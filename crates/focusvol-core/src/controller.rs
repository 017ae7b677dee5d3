use std::time::{Duration, Instant};

use tokio::sync::mpsc;
use tracing::{debug, warn};

use crate::audio::{AudioError, SessionHandle, SessionSource, Volume, WindowSource};
use crate::events::{EventBus, VolumeEvent};
use crate::resolver::SessionResolver;

/// Default volume change per step (2% of full scale).
pub const DEFAULT_STEP: f64 = 0.02;

/// Repeated mute/unmute/toggle calls closer together than this are dropped.
pub const MUTE_DEBOUNCE: Duration = Duration::from_millis(100);

#[derive(Debug, Clone, Copy)]
enum Direction {
    Up,
    Down,
}

/// Volume and mute control for whichever application owns the focused window.
///
/// Every operation resolves the focused window's session first and is a
/// silent no-op when it has none. Successful operations publish exactly one
/// [`VolumeEvent`]. Failures from the sound server are logged and end the
/// operation; nothing is returned to the caller.
pub struct VolumeController<S, W> {
    resolver: SessionResolver<S, W>,
    step: f64,
    last_mute_call: Option<Instant>,
    events: EventBus<VolumeEvent>,
}

impl<S: SessionSource, W: WindowSource> VolumeController<S, W> {
    pub fn new(resolver: SessionResolver<S, W>) -> Self {
        VolumeController {
            resolver,
            step: DEFAULT_STEP,
            last_mute_call: None,
            events: EventBus::new(),
        }
    }

    /// Use a different step size. Non-positive or non-finite values keep the default.
    #[must_use]
    pub fn with_step(mut self, step: f64) -> Self {
        if step.is_finite() && step > 0.0 {
            self.step = step.min(1.0);
        }
        self
    }

    #[must_use]
    pub fn step(&self) -> f64 {
        self.step
    }

    /// Receive every change this controller publishes.
    pub fn subscribe(&mut self) -> mpsc::UnboundedReceiver<VolumeEvent> {
        self.events.subscribe()
    }

    pub fn volume_up(&mut self) {
        self.step_volume(Direction::Up, Instant::now());
    }

    pub fn volume_down(&mut self) {
        self.step_volume(Direction::Down, Instant::now());
    }

    /// Set the focused application's volume to `percent`.
    ///
    /// Values outside 0..=100 are ignored. The mute flag is left alone.
    pub fn set_volume(&mut self, percent: i32) {
        let Ok(percent) = u8::try_from(percent) else {
            return;
        };
        if percent > 100 {
            return;
        }
        let Some(session) = self.resolver.resolve_foreground() else {
            return;
        };
        if let Err(e) = session.set_master_volume(Volume::from_percent(percent)) {
            warn!("failed to set volume of {}: {e}", session.process_name());
            return;
        }
        self.events.publish(VolumeEvent::Changed {
            session,
            percent,
            icon: None,
        });
    }

    pub fn mute(&mut self) {
        self.mute_at(Instant::now());
    }

    pub fn unmute(&mut self) {
        self.unmute_at(Instant::now());
    }

    pub fn toggle_mute(&mut self) {
        self.toggle_mute_at(Instant::now());
    }

    /// [`Self::mute`] with an explicit timestamp (for testing).
    pub fn mute_at(&mut self, now: Instant) {
        if self.debounced(now) {
            return;
        }
        if let Some(session) = self.resolver.resolve_foreground_at(now) {
            self.apply_mute(session);
        }
    }

    /// [`Self::unmute`] with an explicit timestamp (for testing).
    pub fn unmute_at(&mut self, now: Instant) {
        if self.debounced(now) {
            return;
        }
        if let Some(session) = self.resolver.resolve_foreground_at(now) {
            self.apply_unmute(session);
        }
    }

    /// [`Self::toggle_mute`] with an explicit timestamp (for testing).
    pub fn toggle_mute_at(&mut self, now: Instant) {
        if self.debounced(now) {
            return;
        }
        let Some(session) = self.resolver.resolve_foreground_at(now) else {
            return;
        };
        match session.is_muted() {
            Ok(true) => self.apply_unmute(session),
            Ok(false) => self.apply_mute(session),
            Err(e) => warn!("failed to read mute state of {}: {e}", session.process_name()),
        }
    }

    /// Returns true when the call must be dropped. Only accepted calls move
    /// the debounce window.
    fn debounced(&mut self, now: Instant) -> bool {
        if let Some(last) = self.last_mute_call {
            if now.saturating_duration_since(last) < MUTE_DEBOUNCE {
                debug!("mute call dropped by debounce");
                return true;
            }
        }
        self.last_mute_call = Some(now);
        false
    }

    fn step_volume(&mut self, direction: Direction, now: Instant) {
        let Some(session) = self.resolver.resolve_foreground_at(now) else {
            return;
        };
        let delta = match direction {
            Direction::Up => self.step,
            Direction::Down => -self.step,
        };
        match step_session(&session, delta) {
            Ok(volume) => self.events.publish(VolumeEvent::Changed {
                session,
                percent: volume.percent(),
                icon: None,
            }),
            Err(e) => warn!("failed to step volume of {}: {e}", session.process_name()),
        }
    }

    fn apply_mute(&mut self, session: SessionHandle) {
        if let Err(e) = session.set_mute(true) {
            warn!("failed to mute {}: {e}", session.process_name());
            return;
        }
        debug!("muted {}", session.process_name());
        self.events.publish(VolumeEvent::Muted {
            session,
            icon: None,
        });
    }

    fn apply_unmute(&mut self, session: SessionHandle) {
        let volume = match unmute_session(&session) {
            Ok(v) => v,
            Err(e) => {
                warn!("failed to unmute {}: {e}", session.process_name());
                return;
            }
        };
        debug!("unmuted {}", session.process_name());
        self.events.publish(VolumeEvent::Unmuted {
            session,
            percent: volume.percent(),
            icon: None,
        });
    }
}

/// Unmute if needed, then move the volume by `delta`. Returns the new volume.
fn step_session(session: &SessionHandle, delta: f64) -> Result<Volume, AudioError> {
    if session.is_muted()? {
        session.set_mute(false)?;
    }
    let volume = session.master_volume()?.offset(delta);
    session.set_master_volume(volume)?;
    Ok(volume)
}

fn unmute_session(session: &SessionHandle) -> Result<Volume, AudioError> {
    session.set_mute(false)?;
    session.master_volume()
}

======

#### Problem to work on
Set every line of the listing down word for word.

#### Written answer
filename crates/focusvol-core/src/controller.rs
repository 017ae7b677dee5d3
use std::time::{Duration, Instant};

use tokio::sync::mpsc;
use tracing::{debug, warn};

use crate::audio::{AudioError, SessionHandle, SessionSource, Volume, WindowSource};
use crate::events::{EventBus, VolumeEvent};
use crate::resolver::SessionResolver;

/// Default volume change per step (2% of full scale).
pub const DEFAULT_STEP: f64 = 0.02;

/// Repeated mute/unmute/toggle calls closer together than this are dropped.
pub const MUTE_DEBOUNCE: Duration = Duration::from_millis(100);

#[derive(Debug, Clone, Copy)]
enum Direction {
    Up,
    Down,
}

/// Volume and mute control for whichever application owns the focused window.
///
/// Every operation resolves the focused window's session first and is a
/// silent no-op when it has none. Successful operations publish exactly one
/// [`VolumeEvent`]. Failures from the sound server are logged and end the
/// operation; nothing is returned to the caller.
pub struct VolumeController<S, W> {
    resolver: SessionResolver<S, W>,
    step: f64,
    last_mute_call: Option<Instant>,
    events: EventBus<VolumeEvent>,
}

impl<S: SessionSource, W: WindowSource> VolumeController<S, W> {
    pub fn new(resolver: SessionResolver<S, W>) -> Self {
        VolumeController {
            resolver,
            step: DEFAULT_STEP,
            last_mute_call: None,
            events: EventBus::new(),
        }
    }

    /// Use a different step size. Non-positive or non-finite values keep the default.
    #[must_use]
    pub fn with_step(mut self, step: f64) -> Self {
        if step.is_finite() && step > 0.0 {
            self.step = step.min(1.0);
        }
        self
    }

    #[must_use]
    pub fn step(&self) -> f64 {
        self.step
    }

    /// Receive every change this controller publishes.
    pub fn subscribe(&mut self) -> mpsc::UnboundedReceiver<VolumeEvent> {
        self.events.subscribe()
    }

    pub fn volume_up(&mut self) {
        self.step_volume(Direction::Up, Instant::now());
    }

    pub fn volume_down(&mut self) {
        self.step_volume(Direction::Down, Instant::now());
    }

    /// Set the focused application's volume to `percent`.
    ///
    /// Values outside 0..=100 are ignored. The mute flag is left alone.
    pub fn set_volume(&mut self, percent: i32) {
        let Ok(percent) = u8::try_from(percent) else {
            return;
        };
        if percent > 100 {
            return;
        }
        let Some(session) = self.resolver.resolve_foreground() else {
            return;
        };
        if let Err(e) = session.set_master_volume(Volume::from_percent(percent)) {
            warn!("failed to set volume of {}: {e}", session.process_name());
            return;
        }
        self.events.publish(VolumeEvent::Changed {
            session,
            percent,
            icon: None,
        });
    }

    pub fn mute(&mut self) {
        self.mute_at(Instant::now());
    }

    pub fn unmute(&mut self) {
        self.unmute_at(Instant::now());
    }

    pub fn toggle_mute(&mut self) {
        self.toggle_mute_at(Instant::now());
    }

    /// [`Self::mute`] with an explicit timestamp (for testing).
    pub fn mute_at(&mut self, now: Instant) {
        if self.debounced(now) {
            return;
        }
        if let Some(session) = self.resolver.resolve_foreground_at(now) {
            self.apply_mute(session);
        }
    }

    /// [`Self::unmute`] with an explicit timestamp (for testing).
    pub fn unmute_at(&mut self, now: Instant) {
        if self.debounced(now) {
            return;
        }
        if let Some(session) = self.resolver.resolve_foreground_at(now) {
            self.apply_unmute(session);
        }
    }

    /// [`Self::toggle_mute`] with an explicit timestamp (for testing).
    pub fn toggle_mute_at(&mut self, now: Instant) {
        if self.debounced(now) {
            return;
        }
        let Some(session) = self.resolver.resolve_foreground_at(now) else {
            return;
        };
        match session.is_muted() {
            Ok(true) => self.apply_unmute(session),
            Ok(false) => self.apply_mute(session),
            Err(e) => warn!("failed to read mute state of {}: {e}", session.process_name()),
        }
    }

    /// Returns true when the call must be dropped. Only accepted calls move
    /// the debounce window.
    fn debounced(&mut self, now: Instant) -> bool {
        if let Some(last) = self.last_mute_call {
            if now.saturating_duration_since(last) < MUTE_DEBOUNCE {
                debug!("mute call dropped by debounce");
                return true;
            }
        }
        self.last_mute_call = Some(now);
        false
    }

    fn step_volume(&mut self, direction: Direction, now: Instant) {
        let Some(session) = self.resolver.resolve_foreground_at(now) else {
            return;
        };
        let delta = match direction {
            Direction::Up => self.step,
            Direction::Down => -self.step,
        };
        match step_session(&session, delta) {
            Ok(volume) => self.events.publish(VolumeEvent::Changed {
                session,
                percent: volume.percent(),
                icon: None,
            }),
            Err(e) => warn!("failed to step volume of {}: {e}", session.process_name()),
        }
    }

    fn apply_mute(&mut self, session: SessionHandle) {
        if let Err(e) = session.set_mute(true) {
            warn!("failed to mute {}: {e}", session.process_name());
            return;
        }
        debug!("muted {}", session.process_name());
        self.events.publish(VolumeEvent::Muted {
            session,
            icon: None,
        });
    }

    fn apply_unmute(&mut self, session: SessionHandle) {
        let volume = match unmute_session(&session) {
            Ok(v) => v,
            Err(e) => {
                warn!("failed to unmute {}: {e}", session.process_name());
                return;
            }
        };
        debug!("unmuted {}", session.process_name());
        self.events.publish(VolumeEvent::Unmuted {
            session,
            percent: volume.percent(),
            icon: None,
        });
    }
}

/// Unmute if needed, then move the volume by `delta`. Returns the new volume.
fn step_session(session: &SessionHandle, delta: f64) -> Result<Volume, AudioError> {
    if session.is_muted()? {
        session.set_mute(false)?;
    }
    let volume = session.master_volume()?.offset(delta);
    session.set_master_volume(volume)?;
    Ok(volume)
}

fn unmute_session(session: &SessionHandle) -> Result<Volume, AudioError> {
    session.set_mute(false)?;
    session.master_volume()
}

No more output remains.